DNA replication and metabolic genes
We identified several genes encoding endonucleases as well. Bm5_55 encodes HNH_3 endonuclease (pfam13392) and both Bm5_52 and Bm5_113 code for a restriction endonuclease (cd00085) (Makarova, Grishin & Shabalina, 2006). ORFs with putative roles in DNA replication, repair, and modification were identified in the BM10 phage genome. For instance, Bm10_126 encodes a type II DNA-binding protein (DNABII) (cl00257), which serves as the architectural factor in a variety of cellular processes (Prieto, Kahramanoglou & Ali, 2012). Bm10_131 encodes the 5′-3′ polymerase domain of the DNA polymerase (cl02626) (Lee, Kennedy & Yin, 2009) and Bm10_136 codes for a RecA recombinase (COG0468). Other ORFs, potentially involved in transcription and translation, include Bm10_189 (RNA polymerase sigma factor (RpoS)) (TIGR02980) and Bm10_24 (tRNA-splicing ligase (RtcB) (pfam01139) (EC:126.96.36.199)), which catalyzes the splicing of tRNA, and it may also participate in tRNA repair and recovery from stress-induced RNA damage (Tanaka & Shuman, 2011) (Tables S1 and S2).

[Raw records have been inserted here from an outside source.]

//! Loading a license list from disk and reporting lookup results.

use std::fs;
use std::path::Path;

use anyhow::{Context, Result};
use log::debug;
use serde::Serialize;

use crate::catalog::{LicenseCatalog, LicenseRecord};

/// Outcome of one query. `license` is `None` when nothing matched.
#[derive(Debug, Clone, PartialEq, Eq, Serialize)]
pub struct Resolution {
    pub query: String,
    pub license: Option<LicenseRecord>,
}

pub fn load_catalog(path: &Path) -> Result<LicenseCatalog> {
    let content = fs::read(path)
        .with_context(|| format!("Failed to read SPDX license list {}", path.display()))?;
    let catalog = LicenseCatalog::parse_json(&content)
        .with_context(|| format!("Failed to parse SPDX license list {}", path.display()))?;
    debug!(
        "Loaded {} SPDX licenses (list version {}) from {}",
        catalog.len(),
        catalog.license_list_version().unwrap_or("unknown"),
        path.display()
    );
    Ok(catalog)
}

/// Resolve identifiers first, then URLs, keeping the order they were given in.
pub fn resolve_all(catalog: &LicenseCatalog, ids: &[String], urls: &[String]) -> Vec<Resolution> {
    let by_id = ids.iter().map(|id| Resolution {
        query: id.clone(),
        license: catalog.find_by_identifier(id).cloned(),
    });
    let by_url = urls.iter().map(|url| Resolution {
        query: url.clone(),
        license: catalog.find_by_url(url).cloned(),
    });
    by_id.chain(by_url).collect()
}

pub fn to_json_line(resolution: &Resolution, pretty: bool) -> Result<String> {
    let json = if pretty {
        serde_json::to_string_pretty(resolution)?
    } else {
        serde_json::to_string(resolution)?
    };
    Ok(json)
}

Several genes that encode proteins that are likely to regulate host functions, are conserved in the phage genomes derived from the Bacillus species. The protein encoded by the Bm5_168 gene, containing a bacterial SH3like domain (cl17036), can be found in 28 of the 93 Bacillus phages, including phages obtained from cluster D, F, G, and L (Grose et al., 2014). We found Sigma-70 region 2 (pfam04542) encoded by the Bm10_188 gene, which represents the most conserved region of the entire RNA polymerase sigma-G factor protein and is known to interact with the clamp domain of the largest beta polymerase subunit (Jones et al., 2001) (Tables S1 and S2).

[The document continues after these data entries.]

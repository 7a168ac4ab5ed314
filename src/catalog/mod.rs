//! SPDX license catalog: resolve license reference URLs to SPDX licenses.
//!
//! The catalog is built once from the SPDX license list export and is
//! immutable afterwards. Lookups go through [`url_key::normalize`], the same
//! function used while indexing:
//!
//! - a `seeAlso` URL written with `http` answers both `http` and `https`
//!   queries, since the https form is the record's canonical URL;
//! - a URL written with `https` answers only `https` queries;
//! - any other URL text (ftp, scheme-less, scheme-relative) answers only that
//!   exact text and never shares a key with web URLs;
//! - every license also answers `https://spdx.org/licenses/<id>.html`.
//!
//! When several licenses share a URL (typically a base id and its variants,
//! `GPL-2.0` / `GPL-2.0-only`), the shortest `licenseId` owns it. Equal lengths
//! keep whichever came first in the document.

mod models;
mod parser;
pub mod url_key;


use std::collections::HashMap;

use log::debug;

pub use models::{LicenseList, LicenseRecord, RawLicenseEntry};
pub use parser::{ParseError, parse_document, parse_json};
use url_key::{SchemeClass, UrlKey};

/// Owners of one scheme-stripped web URL key, as indices into `records`.
#[derive(Debug, Clone, Copy, Default)]
struct UrlOwners {
    /// Answers `https` queries
    secure: Option<usize>,

    /// Answers `http` queries
    plain: Option<usize>,
}

#[derive(Debug, Clone, Default)]
pub struct LicenseCatalog {
    license_list_version: Option<String>,
    records: Vec<LicenseRecord>,
    by_url: HashMap<String, UrlOwners>,
    /// Non-web URLs, keyed by their exact trimmed text
    by_opaque_url: HashMap<String, usize>,
    by_id: HashMap<String, usize>,
    by_folded_id: HashMap<String, usize>,
}

impl LicenseCatalog {
    /// Build a catalog from raw entries, in document order.
    pub fn build<I>(entries: I) -> Self
    where
        I: IntoIterator<Item = RawLicenseEntry>,
    {
        let mut catalog = Self::default();
        for entry in entries {
            catalog.insert(entry);
        }
        debug!(
            "Built SPDX license catalog: {} licenses, {} URL keys",
            catalog.records.len(),
            catalog.by_url.len() + catalog.by_opaque_url.len()
        );
        catalog
    }

    /// Build a catalog from a parsed license list, keeping its version.
    pub fn from_license_list(list: LicenseList) -> Self {
        let mut catalog = Self::build(list.licenses);
        catalog.license_list_version = list.license_list_version;
        catalog
    }

    /// Parse an SPDX license list document and build its catalog.
    pub fn parse_json(document: impl AsRef<[u8]>) -> Result<Self, ParseError> {
        parse_document(document).map(Self::from_license_list)
    }

    /// Resolve a license reference URL. Unknown URLs yield `None`.
    pub fn find_by_url(&self, url: &str) -> Option<&LicenseRecord> {
        let UrlKey { scheme, key } = url_key::normalize(url);
        let index = match scheme {
            SchemeClass::Https => self.by_url.get(key)?.secure?,
            SchemeClass::Http => self.by_url.get(key)?.plain?,
            SchemeClass::Opaque => *self.by_opaque_url.get(key)?,
        };
        self.records.get(index)
    }

    /// Resolve an SPDX identifier. Exact matches win over case-insensitive ones.
    pub fn find_by_identifier(&self, id: &str) -> Option<&LicenseRecord> {
        let index = self
            .by_id
            .get(id)
            .or_else(|| self.by_folded_id.get(&id.to_ascii_lowercase()))?;
        self.records.get(*index)
    }

    /// `licenseListVersion` of the source document, when it declared one.
    pub fn license_list_version(&self) -> Option<&str> {
        self.license_list_version.as_deref()
    }

    /// Records in document order.
    pub fn iter(&self) -> impl Iterator<Item = &LicenseRecord> {
        self.records.iter()
    }

    pub fn len(&self) -> usize {
        self.records.len()
    }

    pub fn is_empty(&self) -> bool {
        self.records.is_empty()
    }

    fn insert(&mut self, entry: RawLicenseEntry) {
        let spdx_url = url_key::spdx_catalog_url(&entry.license_id);
        let canonical_url = entry
            .see_also
            .first()
            .and_then(|url| url_key::to_https(url))
            .unwrap_or_else(|| spdx_url.clone());

        let index = self.records.len();
        self.records.push(LicenseRecord::new(
            entry.license_id,
            entry.name,
            canonical_url,
        ));

        for url in entry.see_also.iter().map(String::as_str).chain([spdx_url.as_str()]) {
            self.register_url(url, index);
        }
        self.register_id(index);
    }

    fn register_url(&mut self, url: &str, candidate: usize) {
        let UrlKey { scheme, key } = url_key::normalize(url);
        if scheme == SchemeClass::Opaque {
            let mut owner = self.by_opaque_url.get(key).copied();
            self.claim(&mut owner, candidate, url);
            if let Some(owner) = owner {
                self.by_opaque_url.insert(key.to_string(), owner);
            }
            return;
        }

        let mut owners = self.by_url.get(key).copied().unwrap_or_default();
        self.claim(&mut owners.secure, candidate, url);
        if scheme == SchemeClass::Http {
            self.claim(&mut owners.plain, candidate, url);
        }
        self.by_url.insert(key.to_string(), owners);
    }

    /// Give `slot` to `candidate` if it is free or held by a longer id.
    fn claim(&self, slot: &mut Option<usize>, candidate: usize, url: &str) {
        let Some(incumbent) = *slot else {
            *slot = Some(candidate);
            return;
        };
        let incumbent_id = &self.records[incumbent].id;
        let candidate_id = &self.records[candidate].id;
        if candidate_id.len() < incumbent_id.len() {
            debug!(
                "SPDX URL {} reassigned from {} to shorter id {}",
                url, incumbent_id, candidate_id
            );
            *slot = Some(candidate);
        }
    }

    fn register_id(&mut self, index: usize) {
        let id = &self.records[index].id;
        if self.by_id.contains_key(id) {
            debug!("Duplicate SPDX license id {} ignored", id);
            return;
        }
        self.by_id.insert(id.clone(), index);
        self.by_folded_id
            .entry(id.to_ascii_lowercase())
            .or_insert(index);
    }
}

Genes involved in pathogenesis
The Trimeric dUTP diphosphatase (cl00493) and NTP-Ppase (cd11533) proteins that may show the host pathogenesis are encoded by the Bm10_110 and Bm5_108 genes, respectively. These proteins are commonly present in the bacteriophage genomes and have been made to function as G protein-like regulators, which are required for the transfer of staphylococcal virulence factors (Tormo-Más, Mir & Shrestha, 2010; Tormo-Más et al., 2013). Bm5_70 encoding Sialidase (cd15482) plays a vital role in the phage pathogenesis (Telford et al., 2011) (Tables S1 and S2).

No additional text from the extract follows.